I try to be nice. Some people are just begging to be abused. Sensible and civil conversation would be great. I recently got an e-mail from someone who saw me on here and after a few messages back and forth she told me it was great talking to an American who wasn't so easily offended. After her next couple messages it became increasingly clear why the Americans she spoke to became offended, as her messages were full of anti-American elitist garbage.
With these kinds of people you have a few options. If you are extremely level-headed and patient, you can try to talk sense to them while remaining nice. Often they will try to shout you down with their baloney if you do this, so it can be a frustrating and unrewarding approach. You can try to fight back, which typically leads to unproductive flame wars. Or you can just ignore them, which is what I chose to do in this case.

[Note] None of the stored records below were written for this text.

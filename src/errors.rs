use std::io;

/// All error types that can occur while running the strip firmware.
#[derive(Debug, thiserror::Error)]
pub enum Error {
    /// Failed to serialize data to JSON.
    #[error("failed to dump json: {0:?}")]
    JsonDump(serde_json::Error),

    /// Failed to deserialize JSON data.
    #[error("failed to load json: {0:?}")]
    JsonLoad(serde_json::Error),

    /// A network socket operation failed while servicing a connection.
    #[error("socket {action} error: {err:?}")]
    Socket { action: String, err: io::Error },

    /// The command body named a method this device does not implement.
    #[error("unknown command method {0:?}")]
    UnknownMethod(String),

    /// The `param` object was missing a field or carried a wrong-typed value.
    #[error("invalid parameters for {method}: {err:?}")]
    Param {
        method: &'static str,
        err: serde_json::Error,
    },

    /// The request body was empty where a command was expected.
    #[error("empty command body")]
    EmptyBody,
}

impl Error {
    /// Create a new socket error
    pub fn socket(action: &str, err: io::Error) -> Self {
        Error::Socket {
            action: action.to_string(),
            err,
        }
    }

    /// Create a new invalid-parameters error
    pub fn param(method: &'static str, err: serde_json::Error) -> Self {
        Error::Param { method, err }
    }
}

/// Hacky implementation of PartialEq for testing
#[cfg(test)]
impl PartialEq for Error {
    fn eq(&self, other: &Self) -> bool {
        self.to_string() == other.to_string()
    }
}
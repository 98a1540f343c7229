//! smol runtime implementation.

use std::future::Future;
use std::io;
use std::net::SocketAddr;
use std::time::Duration;

use async_io::Async;
use futures::{AsyncReadExt, AsyncWriteExt};

use super::{AsyncTcpListener, AsyncTcpStream, TimedOut};

/// smol-based TCP listener using async-io.
pub struct TcpListener(Async<std::net::TcpListener>);

impl AsyncTcpListener for TcpListener {
    type Stream = TcpStream;

    async fn bind(addr: &str) -> io::Result<Self> {
        let listener = std::net::TcpListener::bind(addr)?;
        Async::new(listener).map(TcpListener)
    }

    async fn accept(&self) -> io::Result<(TcpStream, SocketAddr)> {
        self.0
            .accept()
            .await
            .map(|(stream, peer)| (TcpStream(stream), peer))
    }

    fn local_addr(&self) -> io::Result<SocketAddr> {
        self.0.get_ref().local_addr()
    }
}

/// smol-based TCP connection using async-io.
pub struct TcpStream(Async<std::net::TcpStream>);

impl AsyncTcpStream for TcpStream {
    async fn read(&mut self, buf: &mut [u8]) -> io::Result<usize> {
        AsyncReadExt::read(&mut self.0, buf).await
    }

    async fn write_all(&mut self, buf: &[u8]) -> io::Result<()> {
        AsyncWriteExt::write_all(&mut self.0, buf).await
    }

    async fn shutdown(&mut self) -> io::Result<()> {
        AsyncWriteExt::close(&mut self.0).await
    }
}

/// Internal instant type for smol.
#[derive(Debug, Clone, Copy)]
pub struct InstantInner(std::time::Instant);

impl InstantInner {
    pub fn now() -> Self {
        InstantInner(std::time::Instant::now())
    }

    pub fn elapsed(&self) -> Duration {
        self.0.elapsed()
    }
}

/// Sleep for the specified duration using smol.
pub async fn sleep_impl(duration: Duration) {
    smol::Timer::after(duration).await;
}

/// Run a future with a timeout using smol.
pub async fn timeout_impl<F, T>(duration: Duration, future: F) -> Result<T, TimedOut>
where
    F: Future<Output = T>,
{
    use futures::future::Either;

    let timeout_future = smol::Timer::after(duration);

    futures::pin_mut!(future);
    futures::pin_mut!(timeout_future);

    match futures::future::select(future, timeout_future).await {
        Either::Left((result, _)) => Ok(result),
        Either::Right((_, _)) => Err(TimedOut),
    }
}
//! # rgbw_strip_rs
//!
//! Async firmware core for a network-controllable RGBW LED strip.
//!
//! This crate implements the control plane of a four-channel (red, green,
//! blue, white) LED strip: a tiny HTTP-shaped command endpoint on TCP and a
//! tick-driven transition engine that fades the physical output toward the
//! last commanded color. Everything runs on **one cooperative control
//! loop**, with no worker tasks and no locks, which is exactly how the
//! hardware it drives behaves.
//!
//! ## Quick Start
//!
//! ```ignore
//! use rgbw_strip_rs::{DeviceConfig, DeviceServer, LogDriver, StaticIdentity};
//!
//! #[tokio::main(flavor = "current_thread")]
//! async fn main() -> Result<(), Box<dyn std::error::Error>> {
//!     let config = DeviceConfig::new().with_port(8080);
//!     let identity = StaticIdentity::from_octets([0xAA, 0xBB, 0xCC, 0x00, 0x11, 0x22]);
//!
//!     // LogDriver traces duty cycles; implement LedDriver for real PWM pins.
//!     let mut server = DeviceServer::new(config, LogDriver::new(), identity);
//!     server.run().await?;
//!     Ok(())
//! }
//! ```
//!
//! ## Protocol
//!
//! Commands are JSON documents sent as `POST /command`:
//!
//! ```json
//! { "method": "set_rgbw", "param": { "r": 0.5, "g": 0.2, "b": 0.0, "w": 1.0, "time": 2000 } }
//! { "method": "set_power", "param": { "value": true } }
//! { "method": "get_status" }
//! { "method": "get_info" }
//! ```
//!
//! - `set_rgbw` aims the strip at a color, fading over `time` milliseconds
//!   (default 1000 when omitted or zero)
//! - `set_power` switches the strip on or off; the change is always a
//!   visible fade to or from black, and the last commanded color survives
//!   power-off
//! - `get_status` answers `{"power": ..., "r": ..., "g": ..., "b": ..., "w": ...}`
//!   with the commanded target, not the color currently mid-fade
//! - `get_info` answers `{"mac": "AA:BB:CC:DD:EE:FF"}`
//!
//! Anything else (other routes, other HTTP methods, unknown command
//! names) is a `404 Not Found` with no body, and a command that fails
//! validation is a `400 Bad Request` with no state change. Every
//! connection is closed after one response; this is not a general HTTP
//! server and does not try to be one.
//!
//! ## Features
//!
//! - **Runtime Agnostic**: Works with tokio, async-std, or smol async runtimes
//! - **RGBW Color**: Normalized four-channel [`Color`] with the arithmetic
//!   the fade engine needs and 12-bit PWM quantization
//! - **Smooth Fades**: Linear time-based interpolation resilient to
//!   irregular tick spacing, in [`engine`]
//! - **Pluggable Output**: Implement [`LedDriver`] for your hardware;
//!   [`LogDriver`] traces duty cycles for bring-up
//! - **Pluggable Identity**: Implement [`DeviceIdentity`] against your
//!   network adapter, or use [`StaticIdentity`]
//!
//! ## Runtime Selection
//!
//! This library is runtime-agnostic. Select your preferred runtime using
//! feature flags:
//!
//! ### Using tokio (default)
//!
//! ```toml
//! [dependencies]
//! rgbw-strip-rs = "0.1"
//! tokio = { version = "1", features = ["rt", "macros"] }
//! ```
//!
//! ### Using async-std
//!
//! ```toml
//! [dependencies]
//! rgbw-strip-rs = { version = "0.1", default-features = false, features = ["runtime-async-std"] }
//! async-std = { version = "1.12", features = ["attributes"] }
//! ```
//!
//! ### Using smol
//!
//! ```toml
//! [dependencies]
//! rgbw-strip-rs = { version = "0.1", default-features = false, features = ["runtime-smol"] }
//! smol = "2"
//! ```
//!
//! ## Feature Flags
//!
//! - `runtime-tokio` (default): Use the tokio async runtime
//! - `runtime-async-std`: Use the async-std runtime
//! - `runtime-smol`: Use the smol runtime

mod command;
mod config;
mod device;
mod driver;
pub mod engine;
mod errors;
pub mod http;
pub mod runtime;
mod server;
mod types;

// Re-export public API
pub use command::{Command, CommandRequest, MethodName, PowerParams, ResponseBody, RgbwParams};
pub use config::{DeviceConfig, DeviceIdentity, StaticIdentity};
pub use device::DeviceState;
pub use driver::{LedDriver, LogDriver};
pub use errors::Error;
pub use http::{HttpMethod, ParsedRequest, Response, Route, StatusCode};
pub use server::{COMMAND_ROUTE, DeviceServer};
pub use types::{Color, FadeTime, PWM_MAX};
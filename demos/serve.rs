//! Runnable strip controller with a logging output stage.
//!
//! Run with: cargo run --example serve -- --port 8080
//!
//! Point the real Home Assistant integration (or curl) at it:
//!
//! ```text
//! curl -X POST http://127.0.0.1:8080/command \
//!     -d '{"method": "set_rgbw", "param": {"r":1,"g":0,"b":0,"w":0,"time":2000}}'
//! ```
//!
//! On a fatal socket error the process waits a few seconds and exits
//! nonzero so a supervisor can restart it, the same recovery story as the
//! physical device, which reboots when its network goes away.

use std::time::Duration;

use clap::Parser;
use rgbw_strip_rs::{DeviceConfig, DeviceServer, LogDriver, StaticIdentity};

#[derive(Parser)]
#[command(name = "serve")]
#[command(about = "Run an RGBW strip controller on a local port", long_about = None)]
struct Cli {
    /// TCP port for the control endpoint (the real device uses 80)
    #[arg(short, long, default_value = "8080")]
    port: u16,

    /// MAC address reported by get_info
    #[arg(short, long, default_value = "AA:BB:CC:DD:EE:FF")]
    mac: String,

    /// Scheduler tick interval in milliseconds
    #[arg(short, long, default_value = "10")]
    tick_ms: u64,

    /// Seconds to wait before exiting after a fatal error
    #[arg(long, default_value = "10")]
    restart_delay: u64,
}

#[tokio::main(flavor = "current_thread")]
async fn main() {
    env_logger::init();
    let cli = Cli::parse();

    let config = DeviceConfig::new()
        .with_port(cli.port)
        .with_tick_interval(Duration::from_millis(cli.tick_ms));
    let identity = StaticIdentity::new(&cli.mac);
    let mut server = DeviceServer::new(config, LogDriver::new(), identity);

    if let Err(e) = server.run().await {
        eprintln!(
            "fatal: {e}; exiting in {} s so a supervisor can restart us",
            cli.restart_delay
        );
        tokio::time::sleep(Duration::from_secs(cli.restart_delay)).await;
        std::process::exit(1);
    }
}
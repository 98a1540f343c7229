//! async-std runtime implementation.

use std::future::Future;
use std::io;
use std::net::SocketAddr;
use std::time::Duration;

use async_std::net::{TcpListener as AsyncStdTcpListener, TcpStream as AsyncStdTcpStream};
use futures::{AsyncReadExt, AsyncWriteExt};

use super::{AsyncTcpListener, AsyncTcpStream, TimedOut};

/// async-std-based TCP listener.
pub struct TcpListener(AsyncStdTcpListener);

impl AsyncTcpListener for TcpListener {
    type Stream = TcpStream;

    async fn bind(addr: &str) -> io::Result<Self> {
        AsyncStdTcpListener::bind(addr).await.map(TcpListener)
    }

    async fn accept(&self) -> io::Result<(TcpStream, SocketAddr)> {
        self.0
            .accept()
            .await
            .map(|(stream, peer)| (TcpStream(stream), peer))
    }

    fn local_addr(&self) -> io::Result<SocketAddr> {
        self.0.local_addr()
    }
}

/// async-std-based TCP connection.
pub struct TcpStream(AsyncStdTcpStream);

impl AsyncTcpStream for TcpStream {
    async fn read(&mut self, buf: &mut [u8]) -> io::Result<usize> {
        AsyncReadExt::read(&mut self.0, buf).await
    }

    async fn write_all(&mut self, buf: &[u8]) -> io::Result<()> {
        AsyncWriteExt::write_all(&mut self.0, buf).await
    }

    async fn shutdown(&mut self) -> io::Result<()> {
        AsyncWriteExt::close(&mut self.0).await
    }
}

/// Internal instant type for async-std.
#[derive(Debug, Clone, Copy)]
pub struct InstantInner(std::time::Instant);

impl InstantInner {
    pub fn now() -> Self {
        InstantInner(std::time::Instant::now())
    }

    pub fn elapsed(&self) -> Duration {
        self.0.elapsed()
    }
}

/// Sleep for the specified duration using async-std.
pub async fn sleep_impl(duration: Duration) {
    async_std::task::sleep(duration).await
}

/// Run a future with a timeout using async-std.
pub async fn timeout_impl<F, T>(duration: Duration, future: F) -> Result<T, TimedOut>
where
    F: Future<Output = T>,
{
    async_std::future::timeout(duration, future)
        .await
        .map_err(|_| TimedOut)
}
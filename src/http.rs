//! Minimal HTTP-shaped request decoding and response writing.
//!
//! The control endpoint speaks just enough HTTP for one request per
//! connection: a request line, headers up to a blank line, and an optional
//! `Content-Length`-bounded body. It is not a conformant HTTP/1.1
//! implementation (no keep-alive, no chunked encoding), and a malformed
//! request line degrades to best-effort output instead of failing the
//! connection, so the caller can still answer with a 404.

use log::debug;

use crate::errors::Error;
use crate::runtime::AsyncTcpStream;

type Result<T> = std::result::Result<T, Error>;

/// Stored route capacity in bytes; anything longer is truncated silently.
pub const ROUTE_CAPACITY: usize = 20;

const HEADER_BUFFER_SIZE: usize = 512;
const BODY_BUFFER_SIZE: usize = 1024;
const BODY_RX_CHUNK_SIZE: usize = 256;

/// The path component of a request line, bounded by [`ROUTE_CAPACITY`].
pub type Route = heapless::String<ROUTE_CAPACITY>;

/// HTTP method of a parsed request line.
///
/// Anything other than `GET` or `POST` maps to [`HttpMethod::Unknown`],
/// which no route matches.
#[derive(Debug, Clone, Copy, PartialEq, Eq)]
pub enum HttpMethod {
    Get,
    Post,
    Unknown,
}

impl HttpMethod {
    fn parse(token: &str) -> Self {
        match token {
            "GET" => HttpMethod::Get,
            "POST" => HttpMethod::Post,
            _ => HttpMethod::Unknown,
        }
    }
}

/// One decoded client request.
#[derive(Debug, Clone)]
pub struct ParsedRequest {
    pub method: HttpMethod,
    pub route: Route,
    pub body: Vec<u8>,
}

impl ParsedRequest {
    /// Check whether this request addresses the given route with the given
    /// method.
    pub fn matches(&self, method: HttpMethod, route: &str) -> bool {
        self.method == method && self.route.as_str() == route
    }
}

/// Decode one request from the connection.
///
/// Reads until the blank line that ends the headers, then pulls in the body
/// if a `Content-Length` header announced one. A client that disconnects
/// mid-request yields whatever was decodable up to that point.
pub async fn read_request<S: AsyncTcpStream>(stream: &mut S) -> Result<ParsedRequest> {
    let mut buf = [0u8; HEADER_BUFFER_SIZE];
    let (header_end, header_len) = read_heading(&mut buf, stream).await?;

    let (method, route, content_length) = match core::str::from_utf8(&buf[..header_end]) {
        Ok(header_str) => {
            let (method, route) = parse_request_line(header_str);
            (method, route, find_content_length(header_str))
        }
        Err(_) => {
            debug!("http: request head is not valid utf-8");
            (HttpMethod::Unknown, Route::new(), None)
        }
    };

    let leftover = &buf[header_end..header_len];
    let body = read_body(stream, leftover, content_length).await?;

    Ok(ParsedRequest {
        method,
        route,
        body,
    })
}

/// Read the request line and headers from the connection.
///
/// Returns the offset just past the blank line and the total number of
/// bytes buffered (which may include the start of the body). Both are 0
/// for a connection that closed without sending anything.
async fn read_heading<S: AsyncTcpStream>(
    buf: &mut [u8],
    stream: &mut S,
) -> Result<(usize, usize)> {
    let mut header_len = 0;
    let mut header_end = None;
    loop {
        let n = stream
            .read(&mut buf[header_len..])
            .await
            .map_err(|e| Error::socket("read", e))?;
        if n == 0 {
            break;
        }
        header_len += n;
        // Check for end of headers
        if let Some(pos) = buf[..header_len].windows(4).position(|w| w == b"\r\n\r\n") {
            header_end = Some(pos + 4);
            break;
        }
        if header_len >= buf.len() {
            break;
        }
    }

    let header_end = header_end.unwrap_or(header_len);

    Ok((header_end, header_len))
}

/// Split the request line into method and route, best-effort.
///
/// A missing route token leaves the route empty and an unrecognized method
/// token becomes [`HttpMethod::Unknown`]; neither is an error. A route
/// longer than [`ROUTE_CAPACITY`] is truncated without complaint.
fn parse_request_line(header_str: &str) -> (HttpMethod, Route) {
    let line_end = header_str.find("\r\n").unwrap_or(header_str.len());
    let first_line = &header_str[..line_end];
    let mut parts = first_line.split_whitespace();

    let method = parts.next().map_or(HttpMethod::Unknown, HttpMethod::parse);

    let mut route = Route::new();
    if let Some(raw_route) = parts.next() {
        for c in raw_route.chars() {
            if route.push(c).is_err() {
                debug!("http: route truncated to {} bytes", ROUTE_CAPACITY);
                break;
            }
        }
    }

    (method, route)
}

/// Find the content length in the header string.
///
/// Returns the content length if found, otherwise None.
fn find_content_length(header: &str) -> Option<usize> {
    const TARGET: &str = "content-length:";
    for line in header.lines() {
        let lower = line.to_ascii_lowercase();
        if lower.starts_with(TARGET) {
            return line[TARGET.len()..].trim().parse::<usize>().ok();
        }
    }
    None
}

/// Read the request body.
///
/// Without a `Content-Length` header only the bytes already buffered behind
/// the headers count as body. The body is capped at an internal limit; a
/// short read (client gone) returns what arrived.
async fn read_body<S: AsyncTcpStream>(
    stream: &mut S,
    leftover: &[u8],
    content_length: Option<usize>,
) -> Result<Vec<u8>> {
    let mut body = leftover.to_vec();

    match content_length {
        Some(announced) => {
            let wanted = announced.min(BODY_BUFFER_SIZE);
            while body.len() < wanted {
                let mut chunk = [0u8; BODY_RX_CHUNK_SIZE];
                let n = stream
                    .read(&mut chunk)
                    .await
                    .map_err(|e| Error::socket("read", e))?;
                if n == 0 {
                    break;
                }
                body.extend_from_slice(&chunk[..n]);
            }
            body.truncate(wanted);
        }
        None => body.truncate(BODY_BUFFER_SIZE),
    }

    Ok(body)
}

/// Response status for the control endpoint.
#[derive(Debug, Clone, Copy, PartialEq, Eq)]
pub enum StatusCode {
    Ok,
    BadRequest,
    NotFound,
}

impl StatusCode {
    fn code(self) -> u16 {
        match self {
            StatusCode::Ok => 200,
            StatusCode::BadRequest => 400,
            StatusCode::NotFound => 404,
        }
    }

    fn reason(self) -> &'static str {
        match self {
            StatusCode::Ok => "OK",
            StatusCode::BadRequest => "Bad Request",
            StatusCode::NotFound => "Not Found",
        }
    }
}

/// A response to one request.
///
/// The wire format is fixed: status line, `Connection: close`, a blank
/// line, then the body if there is one. There is no `Content-Length` or
/// `Content-Type`: existing clients of this device parse exactly this
/// shape, and the connection close delimits the body.
#[derive(Debug, Clone, PartialEq, Eq)]
pub struct Response {
    status: StatusCode,
    body: Option<Vec<u8>>,
}

impl Response {
    /// A 200 response with no body.
    pub fn ok() -> Self {
        Response {
            status: StatusCode::Ok,
            body: None,
        }
    }

    /// A 404 response with no body.
    pub fn not_found() -> Self {
        Response {
            status: StatusCode::NotFound,
            body: None,
        }
    }

    /// A 400 response with no body.
    pub fn bad_request() -> Self {
        Response {
            status: StatusCode::BadRequest,
            body: None,
        }
    }

    /// Attach a JSON body serialized from `data`.
    pub fn with_json<T: serde::Serialize>(mut self, data: &T) -> Result<Self> {
        self.body = Some(serde_json::to_vec(data).map_err(Error::JsonDump)?);
        Ok(self)
    }

    /// Get the response status.
    pub fn status(&self) -> StatusCode {
        self.status
    }

    /// Get the response body, if one was attached.
    pub fn body(&self) -> Option<&[u8]> {
        self.body.as_deref()
    }

    /// Write the response to the connection.
    pub async fn write_to<S: AsyncTcpStream>(&self, stream: &mut S) -> Result<()> {
        let head = format!(
            "HTTP/1.1 {} {}\r\nConnection: close\r\n\r\n",
            self.status.code(),
            self.status.reason(),
        );
        stream
            .write_all(head.as_bytes())
            .await
            .map_err(|e| Error::socket("write", e))?;
        if let Some(body) = &self.body {
            stream
                .write_all(body)
                .await
                .map_err(|e| Error::socket("write", e))?;
        }
        Ok(())
    }
}


#[cfg(test)]
mod tests {
    use super::testing::MockStream;
    use super::*;
    use futures::executor::block_on;

    fn request(raw: &[u8]) -> ParsedRequest {
        block_on(read_request(&mut MockStream::new(raw))).unwrap()
    }

    #[test]
    fn parses_post_command_with_body() {
        let raw = b"POST /command HTTP/1.1\r\nHost: strip\r\nContent-Length: 4\r\n\r\nabcd";
        let req = request(raw);
        assert_eq!(req.method, HttpMethod::Post);
        assert_eq!(req.route.as_str(), "/command");
        assert_eq!(req.body, b"abcd");
        assert!(req.matches(HttpMethod::Post, "/command"));
    }

    #[test]
    fn reassembles_fragmented_request() {
        let raw = b"POST /command HTTP/1.1\r\nContent-Length: 11\r\n\r\nhello world";
        let mut stream = MockStream::chunked(raw, 7);
        let req = block_on(read_request(&mut stream)).unwrap();
        assert_eq!(req.method, HttpMethod::Post);
        assert_eq!(req.body, b"hello world");
    }

    #[test]
    fn parses_get_without_body() {
        let req = request(b"GET /status HTTP/1.1\r\n\r\n");
        assert_eq!(req.method, HttpMethod::Get);
        assert_eq!(req.route.as_str(), "/status");
        assert!(req.body.is_empty());
    }

    #[test]
    fn unrecognized_method_token_degrades() {
        let req = request(b"BREW /teapot HTTP/1.1\r\n\r\n");
        assert_eq!(req.method, HttpMethod::Unknown);
        assert_eq!(req.route.as_str(), "/teapot");
    }

    #[test]
    fn request_line_without_space_degrades() {
        let req = request(b"GARBAGE\r\n\r\n");
        assert_eq!(req.method, HttpMethod::Unknown);
        assert!(req.route.is_empty());
    }

    #[test]
    fn empty_connection_degrades() {
        let req = request(b"");
        assert_eq!(req.method, HttpMethod::Unknown);
        assert!(req.route.is_empty());
        assert!(req.body.is_empty());
    }

    #[test]
    fn oversized_route_is_truncated() {
        let req = request(b"POST /a-route-far-longer-than-the-buffer-holds HTTP/1.1\r\n\r\n");
        assert_eq!(req.method, HttpMethod::Post);
        assert_eq!(req.route.len(), ROUTE_CAPACITY);
        assert_eq!(req.route.as_str(), "/a-route-far-longer-");
    }

    #[test]
    fn content_length_is_case_insensitive() {
        let req = request(b"POST /command HTTP/1.1\r\ncontent-length: 2\r\n\r\nok");
        assert_eq!(req.body, b"ok");
    }

    #[test]
    fn short_body_returns_what_arrived() {
        let req = request(b"POST /command HTTP/1.1\r\nContent-Length: 64\r\n\r\npartial");
        assert_eq!(req.body, b"partial");
    }

    #[test]
    fn missing_content_length_keeps_only_buffered_tail() {
        let req = request(b"POST /command HTTP/1.1\r\n\r\ntrailing");
        assert_eq!(req.body, b"trailing");
    }

    #[test]
    fn ok_response_wire_format_is_exact() {
        let mut stream = MockStream::new(b"");
        block_on(Response::ok().write_to(&mut stream)).unwrap();
        assert_eq!(stream.written, b"HTTP/1.1 200 OK\r\nConnection: close\r\n\r\n");
    }

    #[test]
    fn not_found_response_has_no_body() {
        let mut stream = MockStream::new(b"");
        block_on(Response::not_found().write_to(&mut stream)).unwrap();
        assert_eq!(
            stream.written,
            b"HTTP/1.1 404 Not Found\r\nConnection: close\r\n\r\n"
        );
    }

    #[test]
    fn json_body_follows_blank_line() {
        let mut stream = MockStream::new(b"");
        let response = Response::ok()
            .with_json(&serde_json::json!({"power": true}))
            .unwrap();
        block_on(response.write_to(&mut stream)).unwrap();
        let text = String::from_utf8(stream.written).unwrap();
        assert_eq!(
            text,
            "HTTP/1.1 200 OK\r\nConnection: close\r\n\r\n{\"power\":true}"
        );
    }
}
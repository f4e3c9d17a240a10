//! Error types for the framecheck library.

use std::path::PathBuf;
use thiserror::Error;

/// Main error type for framecheck operations.
#[derive(Debug, Error)]
pub enum FrameCheckError {
    /// Error reading or writing a file.
    #[error("IO error for '{path}': {source}")]
    Io {
        path: PathBuf,
        #[source]
        source: std::io::Error,
    },

    /// Error from the CSV library.
    #[error("CSV error: {0}")]
    Csv(#[from] csv::Error),

    /// JSON serialization/deserialization error.
    #[error("JSON error: {0}")]
    Json(#[from] serde_json::Error),

    /// Empty file or no data to work with.
    #[error("Empty data: {0}")]
    EmptyData(String),

    /// File extension not supported for the requested operation.
    #[error("Unsupported format: {0}")]
    UnsupportedFormat(String),

    /// A referenced column does not exist.
    #[error("Column '{column}' not found")]
    ColumnNotFound { column: String },

    /// A referenced custom rule does not exist.
    #[error("Rule '{name}' not found")]
    RuleNotFound { name: String },

    /// A persisted file could not be interpreted.
    #[error("Parse error in '{path}': {message}")]
    Parse { path: PathBuf, message: String },

    /// A value-range literal could not be parsed.
    #[error("Invalid value literal: {0}")]
    Literal(String),

    /// A column could not be cast to its declared type.
    #[error("Cannot cast value '{value}' in column '{column}' to {target}")]
    TypeCoercion {
        column: String,
        value: String,
        target: String,
    },

    /// A custom rule query could not be parsed or evaluated.
    #[error("Invalid query for rule '{rule}': {message}")]
    InvalidQuery { rule: String, message: String },

    /// A table was constructed with inconsistent columns.
    #[error("Invalid table: {0}")]
    InvalidTable(String),
}

impl FrameCheckError {
    /// Wrap an IO error with the path it occurred on.
    pub(crate) fn io(path: impl Into<PathBuf>, source: std::io::Error) -> Self {
        FrameCheckError::Io {
            path: path.into(),
            source,
        }
    }

    /// Build a parse error for a persisted file.
    pub(crate) fn parse(path: impl Into<PathBuf>, message: impl Into<String>) -> Self {
        FrameCheckError::Parse {
            path: path.into(),
            message: message.into(),
        }
    }

    /// Build a lookup error for a missing column.
    pub(crate) fn column_not_found(column: impl Into<String>) -> Self {
        FrameCheckError::ColumnNotFound {
            column: column.into(),
        }
    }
}

/// Result type alias for framecheck operations.
pub type Result<T> = std::result::Result<T, FrameCheckError>;
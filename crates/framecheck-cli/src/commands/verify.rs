//! Verify command - check a data file against stored constraints.

use std::path::PathBuf;

use colored::Colorize;
use framecheck::{ConstraintSet, FrameCheck, FrameCheckConfig, VerifyOptions};

use crate::render;

pub struct VerifyArgs {
    pub file: PathBuf,
    pub constraints: PathBuf,
    pub enforce_dtypes: bool,
    pub summary: Option<PathBuf>,
    pub evidence: Option<PathBuf>,
    pub no_optimize: bool,
    pub json: bool,
}

pub fn run(args: VerifyArgs) -> Result<(), Box<dyn std::error::Error>> {
    if !args.file.exists() {
        return Err(format!("File not found: {}", args.file.display()).into());
    }

    let constraints = ConstraintSet::load(&args.constraints)?;
    let framecheck = FrameCheck::with_config(FrameCheckConfig {
        optimize: !args.no_optimize,
        verify: VerifyOptions {
            enforce_dtypes: args.enforce_dtypes,
        },
        ..FrameCheckConfig::default()
    });

    let result = framecheck.verify(&args.file, &constraints)?;

    if let Some(path) = &args.summary {
        result.summary.save_csv(path)?;
    }
    if let Some(path) = &args.evidence {
        result.evidence.save_csv(path)?;
    }

    if args.json {
        println!("{}", serde_json::to_string_pretty(&result.summary)?);
        return Ok(());
    }

    println!(
        "{} {} against {}",
        "Verifying".cyan().bold(),
        args.file.display().to_string().white(),
        args.constraints.display()
    );
    println!("{}", render::summary_table(&result.summary));

    if result.passed() {
        println!("{}", "All constraints hold.".green());
    } else {
        println!(
            "Found {} breaks in {} evidence rows",
            result.summary.total_breaks().to_string().red().bold(),
            result.evidence.len().to_string().white().bold()
        );
        println!("{}", render::evidence_table(&result.evidence));

        let hidden = render::hidden_evidence_rows(&result.evidence);
        if hidden > 0 {
            println!("{}", format!("... {} more rows", hidden).dimmed());
        }
    }

    if let Some(path) = &args.summary {
        println!("{} {}", "Summary saved to".green().bold(), path.display());
    }
    if let Some(path) = &args.evidence {
        println!("{} {}", "Evidence saved to".green().bold(), path.display());
    }

    Ok(())
}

I think in person people are both generally much nicer and more polite where they can see the people they are interacting with, and they are also much more likely to want to avoid confrontation. The chit chat that goes on in normal everyday conversation is usually so much mundane crap that nobody is going to get offended, usually by design. Social convention has evolved this way to avoid precisely the kinds of discussions that dominate the online world, where people feel empowered to say whatever they feel like because of the anonymity of it and the power the internet gives them to walk away from any argument. Most people who contribute the most venom to online discussions are those who are not terribly invested in the community they are spewing into- the so-called trolls. They get off on agitating and it doesn't matter to them if they come in and do a couple drive-by shittings that get everyone riled up because they can just move on somewhere else. This usually doesn't happen in person, where the people you interact with are friends, family members and coworkers that you are likely to have to deal with in the future whether you want to or not.